The men arrived with freshly polished shoes and wore their darkest suits out of respect, though jackets and ties were peeled off quickly in the building heat of the afternoon. The women wore hats and gloves and sympathetically patted Berlin’s arm until he almost couldn’t stand it. The men shook Berlin’s hand and shook their heads and said nothing, which was the Australian way in times of great sorrow. Then, also in the Australian way, they separated quickly, the women finding the kitchen and the men the beer.
Lauren was there, helping in the kitchen, and there were other young people too, kids of Sarah’s age, school friends, people she had met in her after-school job at the doctor’s surgery, and friends she had made at her Jewish youth group. Rebecca was calmer now – too calm, he thought, though he was glad the weeping had passed. He initially regretted throwing away the sleeping pills the casualty doctor had given him but knew she would have rejected them if he had offered.

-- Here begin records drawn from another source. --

use axum::{extract::Path, Json};
use rand::Rng;
use serde_json::json;
use tracing::info;

use sps_shared::profile::handle::*;
use sps_shared::profile::{PrivacyMode, StudentProfile};

use crate::{filter, resource, Error, RequireRoleContext};

use super::MAX_PROJECTS_LEN;

/// Create or update the caller's profile. Only approved students reach
/// this surface; the slug is assigned on first submission and never
/// changes afterwards.
///
/// All free-text fields pass the banned-word gate before anything is
/// persisted.
///
/// Url: `/api/profile/submit`
///
/// Request body: See [`SubmitProfileDescriptor`].
///
/// Response body: `200` with `{ "slug": _ }`. (json)
pub async fn submit_profile(
    ctx: RequireRoleContext,
    Json(descriptor): Json<SubmitProfileDescriptor>,
) -> Result<Json<serde_json::Value>, Error> {
    ctx.require_approved_student()?;

    for text in [
        &descriptor.bio,
        &descriptor.address,
        &descriptor.department,
        &descriptor.skills,
        &descriptor.interests,
        &descriptor.projects,
    ]
    .into_iter()
    .flatten()
    {
        if filter::contains_prohibited_content(&*filter::INSTANCE, text)? {
            return Err(Error::ProhibitedContent);
        }
    }

    if descriptor
        .projects
        .as_ref()
        .map_or(false, |projects| projects.len() > MAX_PROJECTS_LEN)
    {
        return Err(Error::ProjectsTooLong);
    }

    let new_image = match &descriptor.image {
        Some(attachment) => Some(resource::store(attachment)?),
        None => None,
    };

    let updated = super::INSTANCE.with_profile_mut(ctx.account_id, |profile| {
        apply_submission(profile, &descriptor);
        let old_image = match &new_image {
            Some(image) => profile.image.replace(image.clone()),
            None => None,
        };
        if !super::save_profile(profile) {
            tracing::error!("error while saving profile {}", profile.id);
        }
        (profile.slug.clone(), old_image)
    });

    let slug = match updated {
        Some((slug, old_image)) => {
            // The new image is durable by now, safe to drop the old file.
            if let Some(old) = old_image {
                resource::delete(&old);
            }
            slug
        }
        None => {
            let mut profile = StudentProfile {
                id: rand::thread_rng().gen(),
                account: ctx.account_id,
                bio: None,
                address: None,
                department: None,
                skills: None,
                interests: None,
                projects: None,
                github: None,
                linkedin: None,
                contact_email: None,
                image: new_image.clone(),
                slug: super::generate_slug(),
                privacy: PrivacyMode::Public,
            };
            apply_submission(&mut profile, &descriptor);
            let slug = profile.slug.clone();
            if !super::save_profile(&profile) {
                tracing::error!("error while saving profile {}", profile.id);
            }
            super::INSTANCE.push(profile);
            info!("profile created for account {}", ctx.account_id);
            slug
        }
    };

    Ok(Json(json!({ "slug": slug })))
}

fn apply_submission(profile: &mut StudentProfile, descriptor: &SubmitProfileDescriptor) {
    macro_rules! apply {
        ($($field:ident),* $(,)?) => {
            $(
                if let Some(value) = &descriptor.$field {
                    profile.$field = Some(value.clone());
                }
            )*
        };
    }
    apply!(
        bio,
        address,
        department,
        skills,
        interests,
        projects,
        github,
        linkedin,
        contact_email,
    );
}

/// Change who may open the caller's profile through its slug.
///
/// Url: `/api/profile/privacy`
///
/// Request body: See [`SetPrivacyDescriptor`].
pub async fn set_privacy(
    ctx: RequireRoleContext,
    Json(descriptor): Json<SetPrivacyDescriptor>,
) -> Result<Json<serde_json::Value>, Error> {
    ctx.require_approved_student()?;

    super::INSTANCE
        .with_profile_mut(ctx.account_id, |profile| {
            profile.privacy = descriptor.mode;
            if !super::save_profile(profile) {
                tracing::error!("error while saving profile {}", profile.id);
            }
        })
        .ok_or(Error::NoProfile)?;

    Ok(Json(json!({})))
}

/// View the caller's own profile.
///
/// Url: `/api/profile/mine`
///
/// Response body: `200` with `{ "profile": _ }`. (json)
pub async fn my_profile(ctx: RequireRoleContext) -> Result<Json<serde_json::Value>, Error> {
    ctx.require_approved_student()?;

    let profile = super::INSTANCE
        .with_profile_mut(ctx.account_id, |profile| profile.clone())
        .ok_or(Error::NoProfile)?;

    Ok(Json(json!({ "profile": profile })))
}

/// Open a profile through its public slug, honoring its privacy mode:
/// Public profiles are open to anyone, University profiles to any
/// authenticated account, Private profiles to the owner and admins.
///
/// Url: `/api/profile/view/:slug`
///
/// Response body: `200` with `{ "profile": _ }`. (json)
pub async fn view_profile(
    ctx: Option<RequireRoleContext>,
    Path(slug): Path<String>,
) -> Result<Json<serde_json::Value>, Error> {
    let profile = super::INSTANCE
        .by_slug(&slug)
        .ok_or(Error::ProfileNotFound(slug))?;

    match profile.privacy {
        PrivacyMode::Public => (),
        PrivacyMode::University => {
            if ctx.is_none() {
                return Err(Error::NotLoggedIn);
            }
        }
        PrivacyMode::Private => {
            let ctx = ctx.ok_or(Error::NotLoggedIn)?;
            if ctx.account_id != profile.account && !ctx.role()?.is_admin() {
                tracing::warn!(
                    "account {} denied access to private profile {}",
                    ctx.account_id,
                    profile.id
                );
                return Err(Error::PermissionDenied);
            }
        }
    }

    Ok(Json(json!({ "profile": profile })))
}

The traffic in the street and up and down the driveway was constant. The boy from the local florists would come on his bicycle, deliver his order, grab a sandwich and a soft drink before peddling off to return almost instantly with another carrier basket full. Flowers came in bunches or in arrangements, the cards carefully marked and put aside by Alice so thank-you notes could be sent later. Some names Berlin knew, most he did not. There were flowers from the Collins Street photographers Rebecca worked with and former staff from the long-defunct Argus newspaper. A too-ornate arrangement from Mr Bolte was delivered by his official Rolls Royce.